* What you need to do: Once you know how many lines below hold "visible", reply with that number and add nothing.

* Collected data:
^^^^^^^^^^^^^^^^

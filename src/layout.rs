use crate::collision::{contains, Droppable, Point};
use crate::model::{Board, DropId, TaskId};
use ratatui::layout::{Constraint, Direction, Layout, Rect};

/// Rows taken by one card: border, title, description, border.
pub const CARD_HEIGHT: u16 = 4;
const CARD_GAP: u16 = 1;

#[derive(Debug, Clone, PartialEq, Eq)]
pub struct CardLayout {
    pub task_id: TaskId,
    pub rect: Rect,
}

#[derive(Debug, Clone, PartialEq, Eq)]
pub struct ColumnLayout {
    pub name: String,
    pub area: Rect,
    pub add_button: Rect,
    /// Only the cards that fit; the rest are counted but not drawn.
    pub cards: Vec<CardLayout>,
}

/// Screen geometry of the board, recomputed whenever the board or the
/// terminal size changes.
#[derive(Debug, Clone, Default, PartialEq, Eq)]
pub struct BoardLayout {
    pub columns: Vec<ColumnLayout>,
}

impl BoardLayout {
    pub fn compute(area: Rect, board: &Board) -> Self {
        let columns = board.columns();
        if columns.is_empty() {
            return BoardLayout::default();
        }
        let count = columns.len() as u32;
        let chunks = Layout::default()
            .direction(Direction::Horizontal)
            .constraints(
                columns
                    .iter()
                    .map(|_| Constraint::Ratio(1, count))
                    .collect::<Vec<_>>(),
            )
            .split(area);

        let columns = columns
            .iter()
            .zip(chunks.iter())
            .map(|(column, &area)| {
                let inner = Rect {
                    x: area.x.saturating_add(1),
                    y: area.y.saturating_add(1),
                    width: area.width.saturating_sub(2),
                    height: area.height.saturating_sub(2),
                };
                let add_button = Rect {
                    x: inner.x,
                    y: inner.y + inner.height.saturating_sub(1),
                    width: inner.width,
                    height: inner.height.min(1),
                };
                // Keep a blank row between the last card and the button.
                let cards_bottom = add_button.y.saturating_sub(1);
                let mut cards = Vec::new();
                let mut y = inner.y;
                for task in column.tasks() {
                    if y + CARD_HEIGHT > cards_bottom {
                        break;
                    }
                    cards.push(CardLayout {
                        task_id: task.id.clone(),
                        rect: Rect::new(inner.x, y, inner.width, CARD_HEIGHT),
                    });
                    y += CARD_HEIGHT + CARD_GAP;
                }
                ColumnLayout {
                    name: column.name.clone(),
                    area,
                    add_button,
                    cards,
                }
            })
            .collect();
        BoardLayout { columns }
    }

    /// Every column followed by every visible card.
    pub fn droppables(&self) -> Vec<Droppable> {
        let containers = self.columns.iter().map(|c| Droppable {
            id: DropId::Container(c.name.clone()),
            rect: c.area,
        });
        let cards = self.columns.iter().flat_map(|c| {
            c.cards.iter().map(|card| Droppable {
                id: DropId::Task(card.task_id.clone()),
                rect: card.rect,
            })
        });
        containers.chain(cards).collect()
    }

    pub fn card_rect(&self, task_id: &str) -> Option<Rect> {
        self.columns
            .iter()
            .flat_map(|c| c.cards.iter())
            .find(|card| card.task_id == task_id)
            .map(|card| card.rect)
    }

    pub fn card_at(&self, point: Point) -> Option<&CardLayout> {
        self.columns
            .iter()
            .flat_map(|c| c.cards.iter())
            .find(|card| contains(card.rect, point))
    }

    pub fn button_at(&self, point: Point) -> Option<&str> {
        self.columns
            .iter()
            .find(|c| contains(c.add_button, point))
            .map(|c| c.name.as_str())
    }

    pub fn column_at(&self, point: Point) -> Option<usize> {
        self.columns.iter().position(|c| contains(c.area, point))
    }
}

#[cfg(test)]
mod tests {
    use super::*;
    use crate::model::test_board;
    use rstest::rstest;

    #[rstest]
    fn columns_split_evenly_with_stacked_cards() {
        let board = test_board(&[("A", &["t1", "t2"]), ("B", &[]), ("C", &["t3"])]);
        let layout = BoardLayout::compute(Rect::new(0, 3, 90, 30), &board);

        assert_eq!(layout.columns.len(), 3);
        assert_eq!(layout.columns[0].area, Rect::new(0, 3, 30, 30));
        assert_eq!(layout.columns[1].area, Rect::new(30, 3, 30, 30));
        assert_eq!(layout.columns[0].add_button, Rect::new(1, 31, 28, 1));
        assert_eq!(layout.card_rect("t1"), Some(Rect::new(1, 4, 28, 4)));
        assert_eq!(layout.card_rect("t2"), Some(Rect::new(1, 9, 28, 4)));
        assert_eq!(layout.card_rect("t3"), Some(Rect::new(61, 4, 28, 4)));
    }

    #[rstest]
    fn droppables_list_containers_then_cards() {
        let board = test_board(&[("A", &["t1"]), ("B", &["t2"])]);
        let layout = BoardLayout::compute(Rect::new(0, 0, 40, 20), &board);
        let ids = layout
            .droppables()
            .into_iter()
            .map(|d| d.id)
            .collect::<Vec<_>>();
        assert_eq!(
            ids,
            [
                DropId::Container("A".into()),
                DropId::Container("B".into()),
                DropId::Task("t1".into()),
                DropId::Task("t2".into()),
            ]
        );
    }

    #[rstest]
    fn cards_that_do_not_fit_are_skipped() {
        let board = test_board(&[("A", &["t1", "t2", "t3"])]);
        // inner rows 1..=10, button on row 10, cards must end by row 9
        let layout = BoardLayout::compute(Rect::new(0, 0, 20, 12), &board);
        let visible = layout.columns[0]
            .cards
            .iter()
            .map(|c| c.task_id.as_str())
            .collect::<Vec<_>>();
        assert_eq!(visible, ["t1"]);
    }

    #[rstest]
    fn hit_testing() {
        let board = test_board(&[("A", &["t1"]), ("B", &[])]);
        let layout = BoardLayout::compute(Rect::new(0, 0, 40, 20), &board);
        assert_eq!(
            layout.card_at(Point::new(3, 2)).map(|c| c.task_id.as_str()),
            Some("t1")
        );
        assert!(layout.card_at(Point::new(25, 2)).is_none());
        assert_eq!(layout.button_at(Point::new(25, 18)), Some("B"));
        assert_eq!(layout.button_at(Point::new(25, 17)), None);
        assert_eq!(layout.column_at(Point::new(25, 17)), Some(1));
        assert_eq!(layout.column_at(Point::new(50, 17)), None);
    }

    #[rstest]
    fn empty_board_has_no_geometry() {
        let board = test_board(&[]);
        let layout = BoardLayout::compute(Rect::new(0, 0, 40, 20), &board);
        assert!(layout.droppables().is_empty());
    }
}
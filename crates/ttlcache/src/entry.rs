//! Cached entry and its expiry deadline

use std::sync::atomic::{AtomicU32, Ordering};
use std::sync::Arc;
use std::time::{Duration, Instant};

/// Absolute expiry time of an entry.
///
/// A TTL too large to add to `now` yields a deadline that never passes.
#[derive(Clone, Copy, Debug, PartialEq, Eq)]
pub struct Deadline(Option<Instant>);

impl Deadline {
    /// Deadline `ttl` after `now`, saturating to "never"
    pub fn after(now: Instant, ttl: Duration) -> Self {
        match now.checked_add(ttl) {
            Some(at) => Deadline(Some(at)),
            None => Self::never(),
        }
    }

    /// A deadline that never passes
    pub const fn never() -> Self {
        Deadline(None)
    }

    /// True once `now` has reached the deadline
    pub fn has_passed(&self, now: Instant) -> bool {
        matches!(self.0, Some(at) if at <= now)
    }
}

pub(crate) struct Entry<K, V> {
    pub(crate) key: K,
    pub(crate) value: Arc<V>,
    pub(crate) expires_at: Deadline,
    hits: AtomicU32,
}

impl<K, V> Entry<K, V> {
    pub(crate) fn new(key: K, value: Arc<V>, expires_at: Deadline) -> Self {
        Self {
            key,
            value,
            expires_at,
            hits: AtomicU32::new(0),
        }
    }

    pub(crate) fn is_expired(&self, now: Instant) -> bool {
        self.expires_at.has_passed(now)
    }

    /// Count one access; returns the count including this one
    pub(crate) fn record_hit(&self) -> u32 {
        self.hits.fetch_add(1, Ordering::Relaxed).saturating_add(1)
    }

    pub(crate) fn reset_hits(&self) {
        self.hits.store(0, Ordering::Relaxed);
    }

    #[cfg(test)]
    pub(crate) fn hits(&self) -> u32 {
        self.hits.load(Ordering::Relaxed)
    }
}

#[cfg(test)]
mod tests {
    use super::*;

    #[test]
    fn test_deadline_passes() {
        let now = Instant::now();
        let deadline = Deadline::after(now, Duration::from_millis(10));

        assert!(!deadline.has_passed(now));
        assert!(deadline.has_passed(now + Duration::from_millis(10)));
        assert!(deadline.has_passed(now + Duration::from_secs(1)));
    }

    #[test]
    fn test_deadline_saturates() {
        let now = Instant::now();
        let deadline = Deadline::after(now, Duration::MAX);

        assert_eq!(deadline, Deadline::never());
        assert!(!deadline.has_passed(now + Duration::from_secs(86_400 * 365)));
    }

    #[test]
    fn test_entry_hits() {
        let entry = Entry::new("k", Arc::new(1), Deadline::never());

        assert_eq!(entry.record_hit(), 1);
        assert_eq!(entry.record_hit(), 2);
        entry.reset_hits();
        assert_eq!(entry.hits(), 0);
        assert_eq!(entry.record_hit(), 1);
    }
}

^^^^^^^^^^^^^^^^

* Solution to the exercise: 3